Sunday, June 20, 2010

Bachelor party laser tag!

Yesterday was Al's bachelor party, and rather than having dancing girls and beer, we had pizza, laser tag, miniature golf, skee-ball, and arcade games. Pizza Putt offers a nice group package -- most commonly birthday parties, but they also do other things like this. They didn't even blink at the lack of any dancing girls for the bachelor party (though a few times they asked about the birthday boy).

The package deal comes with pizza for everyone, unlimited access to the miniature golf course and soda fountain, a card with ten tokens for the arcade, and one game of laser tag. The laser tag was what brought me there: my friend Jay suggested it as an approach to the bachelor party, and Pizza Putt's the only laser tag in the area. The group package worked very well, too.

The invitee list was about thirty people. Of those, ten agreed to come. Of those, five showed up. So it was a little skimpy in terms of numbers, and we waited around a while for the others to show. However, that didn't diminish the fun at all, so far as I could see. I'm sure it would have been nice to have had those other folk there too, though.

The laser tag was only seven and a half minutes, and their "arena" is not terribly huge: it's probably about forty feet on a side, and full of glowing pillars. The suits take the form of a vest with four target areas that glow faintly, two in front and two in back, plus a hand-held gun. We chose to go for a simple every-man-for-himself event with unlimited lives (getting hit just takes you out for five seconds), though they have options for various team games, capture-the-base, etc.

And it was fun! I had hoped it would be, but it was a lot more fun than I'd hoped, and everyone else seemed to have a blast, too. I did very well -- in fact, I scored the best, with the highest score, a two-to-one kill ratio, and a good accuracy, too. I kept finding people stalking each other, taking out one from behind, then darting around a corner and taking out the other, and by time they recovered I was halfway across the arena doing the same thing to someone else. I found it very helpful to stop and listen -- even with all the baffling and echoing you could find people that way and come up on them unprepared. I also had good results with just charging people shooting -- if you focus on the targets, not their guns or faces, you can hit them before they hit you, and then they're left just staring.

Seven and a half minutes is over so fast, and yet when it ended, I was out of breath and coasting on adrenaline, which quickly wore out once the game was over, leaving me surprised at how hard I'd been running the whole time. And still exhilirated. If Pizza Putt was nearby, I would probably be burning a lot of money going there. I could play that free-for-all version for seven-and-a-half out of every ten minutes for three hours and not get bored. And then there's all those other formats to try!

Pizza Putt's pizza is serviceable -- it doesn't compare to Juniors but it's not too bad.
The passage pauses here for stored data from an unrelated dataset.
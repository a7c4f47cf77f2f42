//! The interpreter fallback contract (spec §6). Each guest opcode has a handler in the
//! surrounding emulator; a compiled block that contains an untranslated opcode calls through
//! this trait instead of emitting native code for it.

use crate::guest::GuestState;
use crate::memory::GuestMemory;

/// What happened after the interpreter executed one fallback instruction.
#[derive(Debug, Clone, Copy, PartialEq, Eq)]
pub enum FallbackOutcome {
    /// Execution should continue into the next instruction in the same block.
    Continue,
    /// The instruction altered control flow (branch, trap, etc.); the compiled block must exit
    /// back to dispatch rather than falling through to the next compiled instruction.
    ExitBlock,
}

/// Implemented by the surrounding emulator's interpreter core.
pub trait InterpreterFallback<M: GuestMemory> {
    /// Executes exactly one guest instruction at `state.pc_p` against `memory`, advancing
    /// `state.pc_p`/`state.pc` past it.
    fn execute(&mut self, state: &mut GuestState, memory: &mut M, opcode: u16) -> FallbackOutcome;
}

/// A no-op fallback used only where a trace is guaranteed to be fully covered by compile
/// handlers (tests exercising a single mid-layer operation in isolation).
pub struct UnreachableFallback;

impl<M: GuestMemory> InterpreterFallback<M> for UnreachableFallback {
    fn execute(&mut self, _state: &mut GuestState, _memory: &mut M, opcode: u16) -> FallbackOutcome {
        panic!("interpreter fallback invoked for opcode {opcode:#06x} with no interpreter wired up");
    }
}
Their miniature golf isn't quite what it used to be (they're down to 11 holes and some of them are a little shoddy in spots) but you can't complain too much given that you can play over and over if you like.

Their arcade was a little disappointing, though. Lots of those games that are mostly about trying to win some cheap toy prize or more tokens, like a carnival midway, and relatively few arcade games in the Space Invaders sense of the word. (And most of those were racing games, often with damaged controls.) They did have a surprising number of other goodies mixed in, though, including a small merry-go-round, a bumpercar arena, a batting cage, a miniature bowling alley, and a few other rides you'd expect more at a carnival. Impressive for an indoor facility that's not that big. But I wouldn't've minded a Tempest machine or at least some Donkey Kong in the mix. And while you start with ten tokens, almost everything costs two or more, so that number's fairly deceptive. (The cards are rechargeable, at least.) Nice air hockey tables, though.

Despite having only five people show, I think all five had a blast, and I have to call the event a rousing success. I'd recommend the laser tag bachelor party to anyone. (Not that there's anything wrong with dancing girls, per se. But why not put them in a laser tag vest and chase them around a dimly lit arena with a laser gun instead? I bet that is an attraction that would sell awfully well. I wish I had some investment capital to start that business with.)